黑川鄙视袁和尚,更鄙视桥堰人,因为他们依靠袁和尚生存,包括被宪兵折腾成残废的那个徐天元。

黑川出门时天已经擦黑,袁和尚和以前一样满脸堆笑地替黑川捉缰扶镫,鞠躬送行。

黑川在马上俯瞰着袁和尚的头顶肩背,想着他走后这颗光头就会迫不及待地钻到九莲的屋子里步他的“后尘”,黑川的恶意就向胆而生。

袁和尚隐有所觉,来自头顶的剃刀一样的打量,他腰躬得更弯,脖缩得更短了。

看着乌龟一样的袁和尚酱色的头皮、泛红的前额和委琐的躯壳,黑川无可奈何地苦笑一下,中国的奴才实在是太多了。

黑川这样想着,催马前行,红马竟然踯躅不前,黑川轻轻用靴跟上的马刺一磕马肚……

袁和尚目送黑川和护兵顺街拐了弯,才抬头挺胸,昂然回家关门。

黑川和往常一样不紧不慢,护兵步行也能跟上,这条路他们已经走了几年,走惯了,黑川坐下的红洋马垂着头,修剪得整齐的鬃毛在西风中恣意披拂,迈着老马识途的慵懒步调,走在桥堰街头的那副趾高气扬的英武气象也没了。

山坡上散落着一些小地块,像一块块补丁,随着地势起伏,把沟沟岔岔缀连起来,地里种的都是些谷子玉茭,庄稼成熟前,庄户们怕雀蹬兔踏,就在地块里立一个“看谷老汉”,其实就是扎个架子,顶个烂草帽,披件破褂子,吊个破扇子,有个人样就成了。
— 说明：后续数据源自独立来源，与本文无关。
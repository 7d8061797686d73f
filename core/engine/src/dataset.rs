//! FILENAME: core/engine/src/dataset.rs
//! PURPOSE: Defines the fundamental data structures for tabular data.
//! CONTEXT: Records are open mappings (column name -> scalar value) because
//! the column set is only known at runtime from the uploaded file's header.

use serde::{Deserialize, Serialize};
use std::cmp::Ordering;
use std::collections::HashMap;
use std::fmt;
use std::hash::{Hash, Hasher};

/// A scalar cell value: a JSON string or number.
///
/// Values are totally ordered so distinct-value domains can be sorted:
/// numbers compare by `f64::total_cmp`, text compares lexically, and numbers
/// sort before text. Columns are expected to be homogeneous in type, so the
/// cross-type arm rarely matters in practice.
#[derive(Debug, Clone, Serialize, Deserialize)]
#[serde(untagged)]
pub enum Value {
    Number(f64),
    Text(String),
}

impl Value {
    pub fn is_text(&self) -> bool {
        matches!(self, Value::Text(_))
    }
}

impl Ord for Value {
    fn cmp(&self, other: &Self) -> Ordering {
        match (self, other) {
            (Value::Number(a), Value::Number(b)) => a.total_cmp(b),
            (Value::Text(a), Value::Text(b)) => a.cmp(b),
            (Value::Number(_), Value::Text(_)) => Ordering::Less,
            (Value::Text(_), Value::Number(_)) => Ordering::Greater,
        }
    }
}

impl PartialOrd for Value {
    fn partial_cmp(&self, other: &Self) -> Option<Ordering> {
        Some(self.cmp(other))
    }
}

impl PartialEq for Value {
    fn eq(&self, other: &Self) -> bool {
        self.cmp(other) == Ordering::Equal
    }
}

impl Eq for Value {}

impl Hash for Value {
    fn hash<H: Hasher>(&self, state: &mut H) {
        match self {
            Value::Number(n) => {
                0u8.hash(state);
                n.to_bits().hash(state);
            }
            Value::Text(s) => {
                1u8.hash(state);
                s.hash(state);
            }
        }
    }
}

impl fmt::Display for Value {
    fn fmt(&self, f: &mut fmt::Formatter<'_>) -> fmt::Result {
        match self {
            Value::Number(n) => {
                // Format without unnecessary decimal places
                if n.fract() == 0.0 && n.abs() < 1e15 {
                    write!(f, "{:.0}", n)
                } else {
                    write!(f, "{}", n)
                }
            }
            Value::Text(s) => write!(f, "{}", s),
        }
    }
}

/// One row of a dataset: a mapping from column name to scalar value.
/// A missing key means "no value", never an error.
#[derive(Debug, Clone, Default, PartialEq, Serialize, Deserialize)]
#[serde(transparent)]
pub struct Record(HashMap<String, Value>);

impl Record {
    pub fn new() -> Self {
        Record(HashMap::new())
    }

    pub fn get(&self, column: &str) -> Option<&Value> {
        self.0.get(column)
    }

    pub fn insert(&mut self, column: impl Into<String>, value: Value) {
        self.0.insert(column.into(), value);
    }
}

impl FromIterator<(String, Value)> for Record {
    fn from_iter<T: IntoIterator<Item = (String, Value)>>(iter: T) -> Self {
        Record(iter.into_iter().collect())
    }
}

/// An ordered sequence of uniform-column records.
///
/// `columns` carries the header order of the source data; `records` keeps the
/// row order of the source/cleaned data, which matters for display and for
/// reconstructing "the row that was removed".
#[derive(Debug, Clone, Default, PartialEq, Serialize, Deserialize)]
#[serde(rename_all = "camelCase")]
pub struct Dataset {
    pub columns: Vec<String>,
    pub records: Vec<Record>,
}

impl Dataset {
    pub fn new(columns: Vec<String>, records: Vec<Record>) -> Self {
        Dataset { columns, records }
    }

    pub fn len(&self) -> usize {
        self.records.len()
    }

    pub fn is_empty(&self) -> bool {
        self.records.is_empty()
    }

    /// Append a record at the end (restored rows land here, not at their
    /// original position).
    pub fn push(&mut self, record: Record) {
        self.records.push(record);
    }
}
现在谷穗掐了,玉茭穗掰了,“看谷老汉”也没用了,剩在地里东倒西歪,山风吹来,枯叶摩擦出声,“看谷老汉”摇晃婆娑,老远看去,就有六七分人味儿。

有牲口的人家,早早就砍倒秸秆弄回家里,等天冷下来铡了喂牲口。也有不少地块,谷草和玉茭棒还黄耷耷长在地里,要等西风慢慢吹干,劈砍起来不费劲,挑担起来也轻省。手懒的人家,甚至会让它们一直长在地头,成了石鸡野兔田鼠跑马存身的场所,也给漫长的冬日预备下苦寒的山景,经历了风吹霜打雪压以后,它们就像衣衫褴褛骨瘦如柴的饥殍,倒伏一地。

下地回来的农民,远远看见骑着红洋马的黑川,早早把担杖镰刀搁地下垂手低头立在路边,把路让开,等黑川他们过去,然后才能挑担上东西再走。

走到圪针沟时,黑川的红洋马不安地偏转马头,四蹄嗒嗒踏着乱步,使劲往后退,好像前头有什么怪物挡道,黑川将马嚼的皮绳用力往怀里勒,红洋马四蹄刨地,摇头摆尾,喉咙里咴咴嘶鸣打着响鼻不肯安稳。

黑川朝坡底望去,看见一个人弯腰割草,和“看谷老汉”一样,戴了一顶霉黑了的草帽,只顾低头忙活,好像没有听见人马过来,黑川和护兵俩人都看见那个割草人了,就在他们眼皮底下他们没介意。